The mothers say they would benefit greatly from more support than
is typically provided by the system. They want elective, private,
non-judgmental, nonintrusive mentoring by someone outside of the
system...someone to serve in the role of big sister...someone to
serve as a role model and guide. They would like to receive this
support for an extended period, at least two or three years, to
give them the time needed to learn a new way of living. This
message is clear! The women are asking that the balance of power
be shifted toward them. They are not asking for instant, complete
independence, but for continuous support while they develop
skills to change to a lifestyle unfamiliar to them. They want to
be able to let down their guard without fear of retaliation from
the system and without feeling ashamed and embarrassed by skills
and abilities they have not yet mastered. The PED project staff
is proud that this is their request.
Mentoring models have proven successful. The Afrocentric
Academy in Minneapolis and the Youth Mentoring Institute of the
University of Minnesota attest to the validity of this approach.

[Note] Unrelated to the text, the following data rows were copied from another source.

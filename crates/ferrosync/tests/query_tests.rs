use ferrosync::{Scanner, WordHint};

// The two scenarios from the synchronization contract, plus ordering
// guarantees over a slightly larger document.

#[test]
fn edit_query_hits_the_nested_hbox() {
    // One vbox at (0,0), one hbox at (10,20), width 100, height 10, depth 2.
    let mut scanner = Scanner::parse_str(
        "SyncTeX Version:1\nInput:1:main.tex\nOutput:pdf\nMagnification:1000\nUnit:1\nX Offset:0\nY Offset:0\nContent:\n{1\n[1,1:0,0:0,0,0\n(1,2:10,20:100,10,2\n)\n]\n}1\nPostamble:\nPost scriptum:\n",
    )
    .unwrap();
    assert!(scanner.edit_query(1, 50.0, 25.0));
    let id = scanner.next_result().unwrap();
    let node = scanner.node(id);
    assert_eq!((node.visible_h(), node.visible_v()), (10.0, 20.0));
    assert_eq!(node.line(), 2);
    assert!(scanner.next_result().is_none(), "single containing box");
}

#[test]
fn edit_query_results_all_contain_the_point() {
    let mut scanner = Scanner::parse_str(
        "SyncTeX Version:1\nInput:1:main.tex\nOutput:pdf\nMagnification:1000\nUnit:1\nX Offset:0\nY Offset:0\nContent:\n{1\n[1,1:0,0:300,400,0\n(1,2:10,20:100,10,2\n(1,3:20,2:30,5,1\n)\n)\n]\n}1\nPostamble:\nPost scriptum:\n",
    )
    .unwrap();
    let (x, y) = (40.0, 24.0);
    assert!(scanner.edit_query(1, x, y));
    let mut areas = Vec::new();
    while let Some(id) = scanner.next_result() {
        let node = scanner.node(id);
        let x0 = node.visible_h().min(node.visible_h() + node.visible_width());
        let x1 = node.visible_h().max(node.visible_h() + node.visible_width());
        let y0 = node.visible_v() - node.visible_depth();
        let y1 = node.visible_v() + node.visible_height();
        assert!(x0 <= x && x <= x1, "containment on h");
        assert!(y0 <= y && y <= y1, "containment on v");
        areas.push((x1 - x0) * (y1 - y0));
    }
    assert_eq!(areas.len(), 3);
    // Smallest-area box ranks first.
    assert!(areas.windows(2).all(|pair| pair[0] <= pair[1]));
}

#[test]
fn display_query_finds_the_exact_node() {
    let mut scanner = Scanner::parse_str(
        "SyncTeX Version:1\nInput:1:main.tex\nOutput:pdf\nMagnification:1000\nUnit:1\nX Offset:0\nY Offset:0\nContent:\n{1\nt1,5,3:12,20:word\n}1\nPostamble:\nPost scriptum:\n",
    )
    .unwrap();
    assert!(scanner.display_query("main.tex", 5, 3, 0));
    let id = scanner.next_result().unwrap();
    let node = scanner.node(id);
    assert_eq!((node.line(), node.column()), (5, Some(3)));
    assert!(scanner.next_result().is_none());

    // A name missing from the input table matches nothing.
    assert!(!scanner.display_query("other.tex", 5, 3, 0));
    assert!(scanner.next_result().is_none());
}

#[test]
fn display_query_accuracy_never_improves_down_the_list() {
    let mut scanner = Scanner::parse_str(
        "SyncTeX Version:1\nInput:1:main.tex\nOutput:pdf\nMagnification:1000\nUnit:1\nX Offset:0\nY Offset:0\nContent:\n{1\nt1,5,7:1,1:near\nt1,5,3:2,2:exact\ng1,5:3,3\n}1\nPostamble:\nPost scriptum:\n",
    )
    .unwrap();
    assert!(scanner.display_query("main.tex", 5, 3, 0));
    let first = scanner.next_result().unwrap();
    // An exact line+column match exists, so it must come first.
    assert_eq!(scanner.node(first).column(), Some(3));
    let mut remaining = 0;
    while scanner.next_result().is_some() {
        remaining += 1;
    }
    assert_eq!(remaining, 2);
    assert!(scanner.next_result().is_none());
    assert!(scanner.next_result().is_none());
}

#[test]
fn display_query_page_hint_promotes_that_page() {
    let mut scanner = Scanner::parse_str(
        "SyncTeX Version:1\nInput:1:main.tex\nOutput:pdf\nMagnification:1000\nUnit:1\nX Offset:0\nY Offset:0\nContent:\n{1\ng1,5:1,1\n}1\n{2\ng1,5:2,2\n}2\n{3\ng1,5:3,3\n}3\nPostamble:\nPost scriptum:\n",
    )
    .unwrap();
    assert!(scanner.display_query("main.tex", 5, 0, 2));
    let mut pages = Vec::new();
    while let Some(id) = scanner.next_result() {
        pages.push(scanner.node(id).page());
    }
    assert_eq!(pages, vec![2, 1, 3]);
}

#[test]
fn word_hint_only_reorders_never_filters() {
    let mut scanner = Scanner::parse_str(
        "SyncTeX Version:1\nInput:1:main.tex\nOutput:pdf\nMagnification:1000\nUnit:1\nX Offset:0\nY Offset:0\nContent:\n{1\nt1,5:1,1:alpha beta\nt1,5:2,2:gamma delta\n}1\nPostamble:\nPost scriptum:\n",
    )
    .unwrap();
    let hint = WordHint {
        middle: "gamma".to_string(),
        ..WordHint::default()
    };
    assert!(scanner.display_query_with_hint("main.tex", 5, 0, 0, &hint));
    let first = scanner.next_result().unwrap();
    assert_eq!(scanner.node(first).text(), Some("gamma delta"));
    // The non-matching candidate is still delivered afterwards.
    assert!(scanner.next_result().is_some());
    assert!(scanner.next_result().is_none());
}

#[test]
fn leaf_results_expose_the_enclosing_box() {
    let mut scanner = Scanner::parse_str(
        "SyncTeX Version:1\nInput:1:main.tex\nOutput:pdf\nMagnification:1000\nUnit:1\nX Offset:0\nY Offset:0\nContent:\n{1\n(1,2:10,20:100,10,2\nt1,5:15,20:word\n)\n}1\nPostamble:\nPost scriptum:\n",
    )
    .unwrap();
    assert!(scanner.display_query("main.tex", 5, 0, 0));
    let id = scanner.next_result().unwrap();
    let node = scanner.node(id);
    // The text fragment's own origin...
    assert_eq!((node.visible_h(), node.visible_v()), (25.0, 40.0));
    // ...and the hbox it sits in.
    assert_eq!(node.box_visible_h(), 10.0);
    assert_eq!(node.box_visible_width(), 100.0);
    assert_eq!(node.box_visible_height(), 10.0);
    assert_eq!(node.box_visible_depth(), 2.0);
}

Both support young adults in making informed and responsible
choices as they meet the demands of living and working in a
complex world.
Is the request of the mothers merely a wish to avoid the
oversight that the formal system has imposed? We think not.
During their lifetimes, each of the women has met with failure,
as evidenced by such things as being incarcerated of having
parental rights suspended. These women understand that they need
the external support and monitoring.
To some extent, the support they request is provided within
the formal system. Confidential psychological counseling is
available to some, depending on decisions of their health care
providers. While they are somewhat helpful, the mothers report
that these contacts are not frequent enough. Counseling is often
limited to a clinic setting...divorced from their new homes and
neighborhoods. A bit more helpful are support groups that some
women elect to join because they are confidential and not tied to
the formal service delivery system.
PED project mothers talk frequently about their self-esteem
and the need to feel empowered. They request respect, privacy
with respect to their personal and family boundaries, and
support. This sounds like a formula for a successful life, for us
all.
Myths and Stereotypes
About Long-Term Effects
of Prenatal Alcohol and Other Drug Exposure (PADE)
by Phoebe Rinkel, M.S.
In 1990, the early childhood research group of the Juniper
Gardens Children's Project at the University of Kansas began
following the literature related to Prenatal Alcohol and other
Drug Exposure (PADE), anticipating that this was an issue soon to
confront the inner-city community with whom we have been involved
for the past 27 years. We could not have predicted, however, the
extent of the concern which would be expressed for these children
in our community and across the country. We have been inundated
by requests for information from anxious educators and other
professionals. We have discovered there are many myths about
"drug-addicted babies" and drug-affected children.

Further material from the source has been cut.